Tanpa mengecilkan arti dari Pemilu 2009 yang hasilnya Insya Allah akan berperan dalam menentukan kondisi bangsa Indonesia lima tahun ke depan, apakah kita akan begitu mudah melupakan nasib saudara-saudara kita di Palestina? Peristiwa yang pernah mampu menggerakkan begitu banyak orang Indonesia, apakah akan berhenti disini saja ketika kesibukan kita berganti? Apakah kita yang pernah bisa bersatu untuk nasib bangsa di belahan dunia lain, sekarang terpecah belah demi ego golongan yang bernama haluan politik? Apakah hati dari bangsa ini hanya tergerak karena “tren” semata?

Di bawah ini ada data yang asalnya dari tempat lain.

//! # band 子命令 CLI 定义
//!
//! 渲染角动量通道 l（可选 m）的 fatband 能带图。数据文件名默认按
//! 文件名约定从 seed/原子/元素/自旋推导，也可以用 --data-file 直接
//! 指定。
//!
//! ## 依赖关系
//! - 被 `cli/mod.rs` 使用
//! - 参数传递给 `commands/band.rs`

use crate::cli::kpath::LatticeArg;

use clap::Args;
use std::path::PathBuf;

/// band 子命令参数
#[derive(Args, Debug)]
pub struct BandArgs {
    /// Orbital angular momentum quantum number l
    pub l: u32,

    /// Magnetic quantum number m (m-resolved output only)
    #[arg(allow_negative_numbers = true)]
    pub m: Option<i32>,

    /// Fatband data file (overrides the filename convention)
    #[arg(long)]
    pub data_file: Option<PathBuf>,

    /// Calculation output seed used by the filename convention
    #[arg(long, default_value = "band_o_DS2")]
    pub seed: String,

    /// Atom index in the filename convention
    #[arg(long, default_value_t = 1)]
    pub atom: u32,

    /// Species symbol in the filename convention (default: first element of the structure)
    #[arg(long)]
    pub species: Option<String>,

    /// Spin channel in the filename convention
    #[arg(long, default_value_t = 1)]
    pub spin: u32,

    /// Number of electronic bands stored in the data file
    #[arg(long, default_value_t = 30)]
    pub nband: usize,

    /// Structure file (POSCAR/CONTCAR or *.vasp)
    #[arg(short, long, default_value = "POSCAR")]
    pub structure: PathBuf,

    /// Bravais lattice family (auto-detected from the cell if omitted)
    #[arg(long, value_enum)]
    pub lattice: Option<LatticeArg>,

    /// High-symmetry path, one letter per point (e.g. GXWKG)
    #[arg(short, long, default_value = "GXWKG")]
    pub path: String,

    /// Total number of k-points along the path
    #[arg(short, long, default_value_t = 300)]
    pub npoints: usize,

    /// Symmetric energy window around the Fermi level (eV)
    #[arg(long, default_value_t = 5.0)]
    pub window: f64,

    /// Output directory for figures
    #[arg(short, long, default_value = "fig")]
    pub outdir: PathBuf,

    /// Figure width in points
    #[arg(long, default_value_t = 960)]
    pub width: u32,

    /// Figure height in points
    #[arg(long, default_value_t = 720)]
    pub height: u32,

    /// Title for the plot (default: quantum-number label)
    #[arg(long)]
    pub title: Option<String>,

    /// Export the parsed band records to a CSV file
    #[arg(long)]
    pub csv: Option<PathBuf>,
}
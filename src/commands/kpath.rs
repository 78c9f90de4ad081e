//! # kpath 子命令实现
//!
//! 从结构文件构造高对称 k 路径并打印检查信息：结构概要、分段采样
//! 点数 (ndivk)、各高对称点的分数坐标和在 k 点序列里的下标。
//!
//! ## 依赖关系
//! - 使用 `cli/kpath.rs` 定义的 KpathArgs
//! - 使用 `bands/` 模块构造路径
//! - 使用 `parsers/` 读取结构

use crate::bands::{build_kpoint_path, catalog, export, kpath::parse_path_labels};
use crate::cli::kpath::KpathArgs;
use crate::commands::resolve_lattice;
use crate::error::Result;
use crate::parsers;
use crate::utils::output;

use tabled::{Table, Tabled};

/// 高对称点列表的表格行
#[derive(Debug, Clone, Tabled)]
struct SpecialPointRow {
    #[tabled(rename = "Label")]
    label: String,
    #[tabled(rename = "Index")]
    index: usize,
    #[tabled(rename = "Distance")]
    distance: String,
    #[tabled(rename = "k1")]
    k1: String,
    #[tabled(rename = "k2")]
    k2: String,
    #[tabled(rename = "k3")]
    k3: String,
}

/// 执行 kpath 命令
pub fn execute(args: KpathArgs) -> Result<()> {
    output::print_header("High-Symmetry k-Path Inspection");

    let crystal = parsers::parse_structure_file(&args.structure)?;
    let kind = resolve_lattice(args.lattice, &crystal)?;

    let (a, b, c, alpha, beta, gamma) = crystal.lattice.parameters();
    output::print_info(&format!(
        "Structure: {} ({}), {} lattice",
        crystal.name,
        crystal.formula(),
        kind
    ));
    output::print_info(&format!(
        "Cell: a={:.4} b={:.4} c={:.4} Å, α={:.2}° β={:.2}° γ={:.2}°",
        a, b, c, alpha, beta, gamma
    ));

    let labels = parse_path_labels(&args.path);
    let kpath = build_kpoint_path(&crystal.lattice, &kind, &labels, args.npoints)?;

    output::print_info(&format!(
        "Path {} sampled with {} k-points",
        args.path,
        kpath.npoints()
    ));

    let rows: Vec<SpecialPointRow> = kpath
        .labels
        .iter()
        .zip(kpath.special_labels.iter())
        .zip(kpath.special_indices.iter())
        .map(|((label, display), &index)| {
            let coord = catalog::lookup(kind, label)?;
            Ok(SpecialPointRow {
                label: display.clone(),
                index,
                distance: format!("{:.6}", kpath.distances[index]),
                k1: format!("{:+.4}", coord[0]),
                k2: format!("{:+.4}", coord[1]),
                k3: format!("{:+.4}", coord[2]),
            })
        })
        .collect::<Result<_>>()?;

    println!("{}", Table::new(&rows));

    let ndivk: Vec<String> = kpath
        .segment_divisions()
        .iter()
        .map(|n| n.to_string())
        .collect();
    output::print_info(&format!("Segment divisions (ndivk): {}", ndivk.join(" ")));

    if let Some(csv_path) = &args.csv {
        export::kpath_to_csv(&kpath, csv_path)?;
        output::print_success(&format!("k-path written to {}", csv_path.display()));
    }

    Ok(())
}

Bangsa Palestina di jalur Gaza belum mendapatkan kedamaian, saat ini mereka sedang membangun kembali negeri mereka yang porak poranda karena gempuran Israel. Saat ini mereka masih berduka atas jatuhnya banyak korban atas serangan Israel. Mereka masih membutuhkan bantuan, mereka masih membutuhkan perhatian. Dan Israel dengan egonya tidak akan mau berhenti begitu saja.

Bangsa Palestina sudah dilupakan kembali atas peristiwa yang belum lama mereka alami, peristiwa yang menghancurkan banyak infrastuktur penting milik mereka dan mengambil banyak nyawa bangsa Palestina. Bahkan dalam konferensi internasional mengenai HAM (Hak Asasi Manusia) yang baru-baru ini berlangsung, peristiwa infansi Israel pada Bangsa Palestina sama sekali tidak disinggung. Bukti bahwa para penggerak HAM dunia memandang sebelah mata terhadap bangsa Palestina? Atau bukti bahwa ada standar ganda dalam penegakan HAM? Bahwa ada bangsa/ras tertentu yang Hak Asasinya tidak diakui? Atau bahkan ada bangsa/ras tertentu yang memang dianggap tidak ada?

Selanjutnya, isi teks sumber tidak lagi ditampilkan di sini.